### Stored items

━━━━━━

//! Atmosphere approximations used by the flight model.

use std::fmt;

use crate::{Position, Speed};

#[cfg(test)]
mod tests;

/// Atmospheric pressure, stored in hectopascals.
#[derive(Clone, Copy, PartialEq, PartialOrd, serde::Serialize, serde::Deserialize)]
pub struct Pressure(f32);

impl Pressure {
    #[must_use]
    pub const fn from_hpa(hpa: f32) -> Self { Self(hpa) }

    #[must_use]
    pub const fn into_hpa(self) -> f32 { self.0 }
}

impl fmt::Debug for Pressure {
    fn fmt(&self, f: &mut fmt::Formatter<'_>) -> fmt::Result { write!(f, "{:.2} hPa", self.0) }
}

/// The datum that pressure altitudes and flight levels are referenced to.
pub const STANDARD_PRESSURE: Pressure = Pressure::from_hpa(1013.25);

/// Altitude change per hectopascal of pressure difference near sea level.
pub const FEET_PER_HPA: f32 = 28.;

/// Converts an altitude above mean sea level under the local QNH into pressure altitude.
#[must_use]
pub fn pressure_altitude(amsl: Position<f32>, qnh: Pressure) -> Position<f32> {
    Position::from_feet(amsl.feet() - (qnh.0 - STANDARD_PRESSURE.0) * FEET_PER_HPA)
}

/// Converts a pressure altitude into an altitude above mean sea level under the local QNH.
#[must_use]
pub fn amsl_altitude(pressure_alt: Position<f32>, qnh: Pressure) -> Position<f32> {
    Position::from_feet(pressure_alt.feet() + (qnh.0 - STANDARD_PRESSURE.0) * FEET_PER_HPA)
}

/// Altitude below which indicated airspeed equals true airspeed.
pub const TAS_FLOOR: Position<f32> = Position::from_feet(0.);
/// Altitude above which the true airspeed gain per altitude is damped.
pub const TAS_CEILING: Position<f32> = Position::from_feet(25000.);

const TAS_GAIN_PER_KFT: f32 = 0.02;
const TAS_GAIN_PER_KFT_ABOVE_CEILING: f32 = 0.01;

/// Multiplier from indicated to true airspeed at the given pressure altitude.
#[must_use]
pub fn true_airspeed_factor(altitude: Position<f32>) -> f32 {
    let feet = altitude.feet();
    let below_ceiling = feet.clamp(TAS_FLOOR.feet(), TAS_CEILING.feet()) - TAS_FLOOR.feet();
    let above_ceiling = (feet - TAS_CEILING.feet()).max(0.);
    1. + below_ceiling / 1000. * TAS_GAIN_PER_KFT
        + above_ceiling / 1000. * TAS_GAIN_PER_KFT_ABOVE_CEILING
}

#[must_use]
pub fn true_airspeed(indicated: Speed<f32>, altitude: Position<f32>) -> Speed<f32> {
    indicated * true_airspeed_factor(altitude)
}

#[must_use]
pub fn indicated_airspeed(true_airspeed: Speed<f32>, altitude: Position<f32>) -> Speed<f32> {
    true_airspeed / true_airspeed_factor(altitude)
}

━━━━━━

### WHAT IS NEEDED
Copy nothing beyond the line containing "pub const STANDARD_PRESSURE: Pressure". Transcribe exactly from the first line of the entries down to that line, inclusive.

### SOLUTION FOR THIS TASK
//! Atmosphere approximations used by the flight model.

use std::fmt;

use crate::{Position, Speed};

#[cfg(test)]
mod tests;

/// Atmospheric pressure, stored in hectopascals.
#[derive(Clone, Copy, PartialEq, PartialOrd, serde::Serialize, serde::Deserialize)]
pub struct Pressure(f32);

impl Pressure {
    #[must_use]
    pub const fn from_hpa(hpa: f32) -> Self { Self(hpa) }

    #[must_use]
    pub const fn into_hpa(self) -> f32 { self.0 }
}

impl fmt::Debug for Pressure {
    fn fmt(&self, f: &mut fmt::Formatter<'_>) -> fmt::Result { write!(f, "{:.2} hPa", self.0) }
}

/// The datum that pressure altitudes and flight levels are referenced to.
pub const STANDARD_PRESSURE: Pressure = Pressure::from_hpa(1013.25);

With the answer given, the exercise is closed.